The Folkways library was so culturally significant it was donated to the Smithsonian Institution, which documents new traditional American artists and ensures its collection never goes out of print. This is a good thing because Last of the Better Days Ahead is worth keeping around for a long time.

Recorded in a tiny, southern Minnesota town called Cleveland, the 11-song album is an hour-long drive with a distressed, magnetic, soul-searcher steering a bench seat-Ford between fallow cornfields and abandoned crossroads. The driver never brakes and recites a book of grim ghost stories. It’s not a joy ride but you don’t want it to stop.

Parr doesn’t burden his work with drum or bass, it’s just a 12-string or resonator guitar that ignite his words. Like a good hobo campfire, the flames, smoke and red-hot oak create a dangerous and beautiful scene at the same time.

For example, the title track wrestles with the regret and heartbreak of old age. Over a relentless 12-string figure, Parr spits out hollow memories and questions a materialistic life: “Why do you always feel so empty in spite of all you have? Were those feelings you remember even real?” he asks. There is no easy answer at the end of the song - only a huge, rust colored sunset.

The characters in Last of the Better Days Ahead are all traveling through life saddled with demons or disadvantages. By foot, automobile or motorboat, it’s a difficult journey for all. A son struggles to concentrate on the past and keep his life afloat. A woman breaks out of small town constraints. In “Everyday Opus,” a restless janitor drinks himself to sleep and waits for friends who never visit: “Walkin’ in these shoes isn’t as easy as you’d like. Dodging all these bricks that are breaking all my lights. We all have to struggle and hold it as our truth. It’s about as special for me as it is for you.”
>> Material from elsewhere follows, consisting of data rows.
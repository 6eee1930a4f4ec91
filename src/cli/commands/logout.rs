use crate::cli::open_session;
use crate::error::Result;

pub async fn execute(api_url: Option<String>) -> Result<()> {
    let (_config, session) = open_session(api_url)?;

    session.logout().await;

    println!("✓ Logged out successfully");
    println!("  Run 'jornada login' or 'jornada cedula' to start a new session.");

    Ok(())
}
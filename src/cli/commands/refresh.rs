use crate::cli::open_session;
use crate::error::{Result, TrackerError};

pub async fn execute(api_url: Option<String>, force: bool) -> Result<()> {
    let (_config, session) = open_session(api_url)?;

    if !session.has_refresh_token() {
        return Err(TrackerError::NoSessionFound);
    }

    let renewed = if force {
        session.renew_if_expiring(i64::MAX).await
    } else {
        session.refresh_if_needed().await
    };

    if !renewed {
        return Err(TrackerError::AuthenticationFailed(
            "Session could not be renewed and has been cleared; log in again".to_string(),
        ));
    }

    println!(
        "✓ Session valid (expires in {} minutes)",
        session.time_remaining_minutes()
    );

    Ok(())
}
“Bed of Wasps” is a harrowing tightrope walk on an E-string. “Rain” watches a weary migrant sink into muddy misfortune - a tortured upright bass joins the somber dirge.

Parr’s rich, homespun guitar work gives each song a different shade and moody feel - like a rainbow on a grey to black scale. The lightest, brightest and most heartwarming song in the collection is “817 Oakland Avenue.” The 12-string chimes, the beat bounces and Parr sings like a Sunday morning preacher who just survived a plague of locusts: “Do you remember what it’s like when all the world’s filled with light? Now do you have that in your sight? Spread it around, do.”

The record ends with a creaky, slow-motion, 16-minute guitar journey into the horizon. Strings bend, burst, harmonize and fall silent. A bow drags across a bass. Drums appear and disappear and a piano sails in the distance. Up in that makeshift studio in the sky, Folkways founder Moses Asch makes a field recording of it all.